12 November 2007

Carl Schmitt und die RAF

Von heutigen, zumeist erstaunlich geistlosen "Publizisten" der Großverlage (wo man Personen wie Norbert Bolz bewundert) wird gerne der Eindruck erweckt, oder als offener Verdacht ausgesprochen, dass es zwischen "den 68ern" und der RAF ein einigendes Band gäbe. Zuviel Lektüre von Adorno, Marcuse oder Habermas (z.B. dies) führe gewissermaßen zum Terrorisismus.

Verhältnismäßig unbekannt ist es hingegen, dass Carl Schmitt, der Idiotologie der Autorität, geistigen Input zum Terror der RAF geliefert hat. Auf den Lesetischen der RAF lag nicht etwa die "minima moralia" von Adorno, sondern Carl Schmitts "Theorie des Partisanen".

Die Bewunderung war wechselseitig. Carl Schmitt verachtete den liberalen und Bürgerrechte achtenden Staat als "verweichlicht"* und bewunderte die RAF, von der er anerkennend sagte: "So spricht der Staat". Der entmenschte Kommandoton der RAF war es, der Gefühle von Zuneigung in Carl Schmitt auslöste, wie ein vertrauter Klang aus alten Zeiten...

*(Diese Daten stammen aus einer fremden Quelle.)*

use std::collections::BTreeSet;
use std::sync::Arc;

use super::{CheckAcls, Plugin, PluginError};
use crate::config::ResolvedConfig;
use crate::hooks::HookRegistry;

/// Separator of qualified plugin names such as `githooks::CheckAcls`.
pub const NAMESPACE_SEP: &str = "::";

/// Last component of a possibly qualified plugin name.
pub fn short_name(name: &str) -> &str {
    name.rsplit(NAMESPACE_SEP).next().unwrap_or(name)
}

/// Plugins that configuration may enable.
pub struct PluginCatalog {
    plugins: Vec<Arc<dyn Plugin>>,
}

impl Default for PluginCatalog {
    fn default() -> Self {
        Self::builtin()
    }
}

impl PluginCatalog {
    pub fn empty() -> Self {
        Self {
            plugins: Vec::new(),
        }
    }

    pub fn builtin() -> Self {
        Self {
            plugins: vec![Arc::new(CheckAcls)],
        }
    }

    pub fn add(&mut self, plugin: Arc<dyn Plugin>) -> Result<(), PluginError> {
        let name = plugin.name();
        if name.is_empty() || name.contains(char::is_whitespace) {
            return Err(PluginError::InvalidName {
                name: name.to_string(),
                reason: "must be a single non-empty word".into(),
            });
        }
        if name.contains(NAMESPACE_SEP) {
            return Err(PluginError::InvalidName {
                name: name.to_string(),
                reason: format!("must not contain '{}'", NAMESPACE_SEP),
            });
        }
        if self.contains(name) {
            return Err(PluginError::DuplicateName {
                name: name.to_string(),
            });
        }
        self.plugins.push(plugin);
        Ok(())
    }

    pub fn with_plugin<P: Plugin + 'static>(mut self, plugin: P) -> Result<Self, PluginError> {
        self.add(Arc::new(plugin))?;
        Ok(self)
    }

    pub fn get(&self, name: &str) -> Option<&Arc<dyn Plugin>> {
        let name = short_name(name);
        self.plugins.iter().find(|p| p.name() == name)
    }

    pub fn contains(&self, name: &str) -> bool {
        self.get(name).is_some()
    }

    pub fn names(&self) -> Vec<&str> {
        self.plugins.iter().map(|p| p.name()).collect()
    }

    /// `githooks.plugin` values, whitespace separated, in first-seen order.
    pub fn enabled_names(config: &ResolvedConfig) -> Vec<String> {
        let mut seen = BTreeSet::new();
        config
            .get_all("githooks", None, "plugin")
            .iter()
            .flat_map(|value| value.split_whitespace())
            .map(short_name)
            .filter(|name| seen.insert(name.to_string()))
            .map(str::to_string)
            .collect()
    }

    /// `githooks.disable` values plus every known or enabled plugin whose
    /// environment variable is `0`.
    pub fn disabled_names(&self, config: &ResolvedConfig) -> BTreeSet<String> {
        let env = config.env();
        let mut disabled: BTreeSet<String> = config
            .get_all("githooks", None, "disable")
            .iter()
            .flat_map(|value| value.split_whitespace())
            .map(|name| short_name(name).to_string())
            .collect();

        let candidates = self
            .names()
            .into_iter()
            .map(str::to_string)
            .chain(Self::enabled_names(config));
        disabled.extend(candidates.filter(|name| env.disables(name)));
        disabled
    }

    /// Registers every enabled, not disabled plugin. Returns their names.
    pub fn load(
        &self,
        registry: &mut HookRegistry,
        config: &ResolvedConfig,
    ) -> crate::Result<Vec<String>> {
        let disabled = self.disabled_names(config);
        let mut loaded = Vec::new();

        for name in Self::enabled_names(config) {
            if disabled.contains(&name) {
                tracing::debug!(plugin = %name, "Plugin disabled");
                continue;
            }
            let plugin = self
                .get(&name)
                .ok_or_else(|| PluginError::Unknown { name: name.clone() })?;
            plugin.register(registry, config)?;
            tracing::debug!(plugin = %name, "Plugin loaded");
            loaded.push(name);
        }

        Ok(loaded)
    }
}

impl std::fmt::Debug for PluginCatalog {
    fn fmt(&self, f: &mut std::fmt::Formatter<'_>) -> std::fmt::Result {
        f.debug_struct("PluginCatalog")
            .field("plugins", &self.names())
            .finish()
    }
}

#[cfg(test)]
mod tests {
    use super::*;
    use crate::config::{ConfigEntry, ConfigKey, ConfigScope};
    use crate::environment::EnvSnapshot;
    use crate::hooks::{HookOutput, HookPhase};

    struct Echo(&'static str);

    impl Plugin for Echo {
        fn name(&self) -> &str {
            self.0
        }

        fn register(&self, registry: &mut HookRegistry, _: &ResolvedConfig) -> crate::Result<()> {
            registry.register_fn(HookPhase::PreCommit, self.0, |_, _| Ok(HookOutput::pass()))
        }
    }

    fn config(values: &[(&str, &str)], env: EnvSnapshot) -> ResolvedConfig {
        let entries: Vec<ConfigEntry> = values
            .iter()
            .map(|(k, v)| ConfigEntry::new(ConfigScope::Local, ConfigKey::parse(k).unwrap(), *v))
            .collect();
        ResolvedConfig::from_entries(entries, env, ".")
    }

    fn catalog() -> PluginCatalog {
        PluginCatalog::builtin()
            .with_plugin(Echo("Alpha"))
            .unwrap()
            .with_plugin(Echo("Beta"))
            .unwrap()
    }

    #[test]
    fn test_short_name() {
        assert_eq!(short_name("githooks::CheckAcls"), "CheckAcls");
        assert_eq!(short_name("CheckAcls"), "CheckAcls");
    }

    #[test]
    fn test_add_rejects_bad_names() {
        let mut catalog = catalog();
        assert!(matches!(
            catalog.add(Arc::new(Echo("Alpha"))),
            Err(PluginError::DuplicateName { .. })
        ));
        assert!(matches!(
            catalog.add(Arc::new(Echo("a::b"))),
            Err(PluginError::InvalidName { .. })
        ));
        assert!(matches!(
            catalog.add(Arc::new(Echo(""))),
            Err(PluginError::InvalidName { .. })
        ));
    }

    #[test]
    fn test_load_enabled_in_order() {
        let config = config(
            &[
                ("githooks.plugin", "Beta githooks::Alpha"),
                ("githooks.plugin", "Beta"),
            ],
            EnvSnapshot::empty(),
        );
        let mut registry = HookRegistry::new();
        let loaded = catalog().load(&mut registry, &config).unwrap();
        assert_eq!(loaded, vec!["Beta", "Alpha"]);
        assert_eq!(registry.handler_names(), vec!["Beta", "Alpha"]);
    }

    #[test]
    fn test_disabled_by_config_and_env() {
        let config = config(
            &[
                ("githooks.plugin", "Alpha Beta CheckAcls"),
                ("githooks.disable", "Alpha"),
            ],
            EnvSnapshot::empty().with_var("Beta", "0").with_var("CheckAcls", "1"),
        );
        let catalog = catalog();
        let disabled = catalog.disabled_names(&config);
        assert!(disabled.contains("Alpha"));
        assert!(disabled.contains("Beta"));
        assert!(!disabled.contains("CheckAcls"));

        let mut registry = HookRegistry::new();
        let loaded = catalog.load(&mut registry, &config).unwrap();
        assert_eq!(loaded, vec!["CheckAcls"]);
    }

    #[test]
    fn test_unknown_plugin() {
        let config = config(&[("githooks.plugin", "CheckJira")], EnvSnapshot::empty());
        let err = catalog()
            .load(&mut HookRegistry::new(), &config)
            .unwrap_err();
        assert!(matches!(
            err,
            crate::Error::Plugin(PluginError::Unknown { .. })
        ));
    }

    #[test]
    fn test_disabled_unknown_plugin_is_not_an_error() {
        let config = config(
            &[("githooks.plugin", "CheckJira")],
            EnvSnapshot::empty().with_var("CheckJira", "0"),
        );
        let loaded = catalog().load(&mut HookRegistry::new(), &config).unwrap();
        assert!(loaded.is_empty());
    }
}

* In einer teils ähnlichen geistigen Tradition steht meines Erachtens der radikale Politiker Wolfgang Schäuble. Beachtlich zum Thema RAF und Carl Schmitt ist ein Artikel in der TAZ von Stephan Schlak. Ich weiß allerdings nicht, aus welchen Quellen Schlak seine Meinungen schöpft. Dafür, dass die "Theorie des Partisanen" von der RAF rezipiert wurde, fand ich keine Quellen. Ich halte es für möglich: Die RAF empfand für den Begriff "Partisan" eine so große Fasziniation, dass man dort vor C. Schmitt nicht gescheut hat.